The increasing demand of the crops (soybean and corn) for biofuel production has increased the focus of the animal nutritionists to look for alternative feeds, which are economic and environmental friendly. To identify microalgae as suitable candidate as an alternative feed, growth response of Chlorella vulgaris was studied under varying concentrations of carbon dioxide (0.07, 1.4, 3.0 and 5.0%) and photon densities (39.19, 72.97, 105.41, 116.22, 135.14, $175.68\;{\mu}mol/m^2/s$) by employing a photo-bioreactor. Swine wastewater was also investigated as nutritional source to economize the biomass production. Results showed that the higher biomass production was found to be at 3.0% $CO_2$ compared to other $CO_2$ concentrations. However, no difference in biomass production was found at $105.41\;{\mu}mol/m^2/s$ and above photon densities with 12 h of photoperiodicity. It was observed that C. vulgaris could easily grow in 200 times diluted swine wastewater and growth was found to be similar with that of artificial medium.
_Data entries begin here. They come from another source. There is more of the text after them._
//! Delivery layer for Vanish.
//!
//! - [`RelayHub`]: in-process relay. Stores every envelope, then pushes it to
//!   the receiver's live subscribers.
//! - [`DeliveryChannel`]: client side of a [`Connection`] with publish
//!   retries, cancellable subscriptions and history reconciliation.
//! - [`ChatSession`]: one identity's pipeline (lookup, seal, publish, open).
//! - [`Conversation`]: deduplicated view that drops vanished messages.
//! - [`HttpDirectory`]: public key directory over HTTP.

pub mod api_client;
pub mod config;
pub mod conversation;
pub mod delivery;
pub mod error;
mod retry;
pub mod session;
pub mod telemetry;
pub mod transport;

pub use api_client::HttpDirectory;
pub use config::VanishConfig;
pub use conversation::Conversation;
pub use delivery::{DeliveryChannel, ReconcileReport, SubscriptionHandle};
pub use error::{RelayError, RelayResult};
pub use session::{ChatSession, MessageBody, RenderedMessage, UNREADABLE_MARKER};
pub use telemetry::init_tracing;
pub use transport::{Connection, RelayHub, SendAck};
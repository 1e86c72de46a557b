use thiserror::Error;
use vanish_types::EnvelopeError;

pub type StoreResult<T> = Result<T, StoreError>;

#[derive(Debug, Clone, Error)]
pub enum StoreError {
    /// The database could not be reached or the statement failed. Retry
    /// with backoff.
    #[error("store unavailable: {0}")]
    Unavailable(String),

    /// A stored row no longer forms a valid envelope.
    #[error("corrupt envelope row: {0}")]
    Corrupt(String),

    #[error("expiry sweeper is not running")]
    Stopped,
}

impl StoreError {
    pub fn is_transient(&self) -> bool {
        matches!(self, StoreError::Unavailable(_))
    }
}

impl From<duckdb::Error> for StoreError {
    fn from(e: duckdb::Error) -> Self {
        StoreError::Unavailable(e.to_string())
    }
}

impl From<EnvelopeError> for StoreError {
    fn from(e: EnvelopeError) -> Self {
        StoreError::Corrupt(e.to_string())
    }
}
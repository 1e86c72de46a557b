//! HTTP client for the public key directory.
//!
//! Endpoints:
//! - `GET  {base}/userPublicKey/{identity}` -> `{"publicKey": "<base64 SPKI DER>"}`,
//!   404 when the identity never published a key.
//! - `POST {base}/updatePublicKey` with `{"username", "publicKey"}`.

use crate::config::VanishConfig;
use crate::error::{RelayError, RelayResult};
use async_trait::async_trait;
use base64::{engine::general_purpose::STANDARD, Engine};
use reqwest::{Client, StatusCode, Url};
use serde::{Deserialize, Serialize};
use tracing::debug;
use vanish_types::Identity;
use vanish_vault::{Directory, DirectoryError, DirectoryResult};

/// [`Directory`] backed by the HTTP key directory service.
pub struct HttpDirectory {
    client: Client,
    base_url: Url,
}

#[derive(Deserialize)]
#[serde(rename_all = "camelCase")]
struct PublicKeyResponse {
    public_key: Option<String>,
}

#[derive(Serialize)]
#[serde(rename_all = "camelCase")]
struct UpdatePublicKeyRequest<'a> {
    username: &'a str,
    public_key: String,
}

impl HttpDirectory {
    pub fn new(config: &VanishConfig) -> RelayResult<Self> {
        let base_url = Url::parse(&config.directory_base_url)
            .map_err(|e| RelayError::Config(format!("invalid directory_base_url: {e}")))?;
        let client = Client::builder()
            .timeout(config.request_timeout())
            .build()
            .map_err(|e| RelayError::Config(format!("failed to build HTTP client: {e}")))?;
        Ok(Self { client, base_url })
    }

    fn endpoint(&self, segments: &[&str]) -> DirectoryResult<Url> {
        let mut url = self.base_url.clone();
        url.path_segments_mut()
            .map_err(|_| DirectoryError::Rejected("directory URL cannot be a base".into()))?
            .pop_if_empty()
            .extend(segments);
        Ok(url)
    }
}

fn status_error(status: StatusCode, context: &str) -> DirectoryError {
    if status.is_server_error() || status == StatusCode::TOO_MANY_REQUESTS {
        DirectoryError::Unavailable(format!("{context}: HTTP {status}"))
    } else {
        DirectoryError::Rejected(format!("{context}: HTTP {status}"))
    }
}

fn transport_error(e: reqwest::Error) -> DirectoryError {
    if e.is_decode() {
        DirectoryError::Rejected(format!("malformed directory response: {e}"))
    } else {
        DirectoryError::Unavailable(e.to_string())
    }
}

#[async_trait]
impl Directory for HttpDirectory {
    async fn get_public_key(&self, identity: &Identity) -> DirectoryResult<Vec<u8>> {
        let url = self.endpoint(&["userPublicKey", identity.as_str()])?;
        let resp = self.client.get(url).send().await.map_err(transport_error)?;

        if resp.status() == StatusCode::NOT_FOUND {
            return Err(DirectoryError::NotFound(identity.clone()));
        }
        if !resp.status().is_success() {
            return Err(status_error(resp.status(), "public key lookup"));
        }

        let body: PublicKeyResponse = resp.json().await.map_err(transport_error)?;
        let encoded = body
            .public_key
            .filter(|k| !k.trim().is_empty())
            .ok_or_else(|| DirectoryError::NotFound(identity.clone()))?;
        let der = STANDARD
            .decode(encoded.trim())
            .map_err(|e| DirectoryError::Rejected(format!("invalid public key encoding: {e}")))?;

        debug!(%identity, len = der.len(), "fetched public key");
        Ok(der)
    }

    async fn set_public_key(&self, identity: &Identity, spki_der: &[u8]) -> DirectoryResult<()> {
        let url = self.endpoint(&["updatePublicKey"])?;
        let body = UpdatePublicKeyRequest {
            username: identity.as_str(),
            public_key: STANDARD.encode(spki_der),
        };
        let resp = self
            .client
            .post(url)
            .json(&body)
            .send()
            .await
            .map_err(transport_error)?;

        if !resp.status().is_success() {
            return Err(status_error(resp.status(), "public key update"));
        }
        debug!(%identity, "published public key");
        Ok(())
    }
}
Provided the conducive conditions for optimal growth, it has also the potentiality of depleting ammonia nitrogen ($NH_4$-N) and orthophosphate ($PO_4^{3-}$-P) completely from the wastewater after 3~4 days of cultivation. Thus, growing C. vulgaris would not only solve the problem of animal feed, but also help in biological $CO_2$ mitigation and wastewater treatment.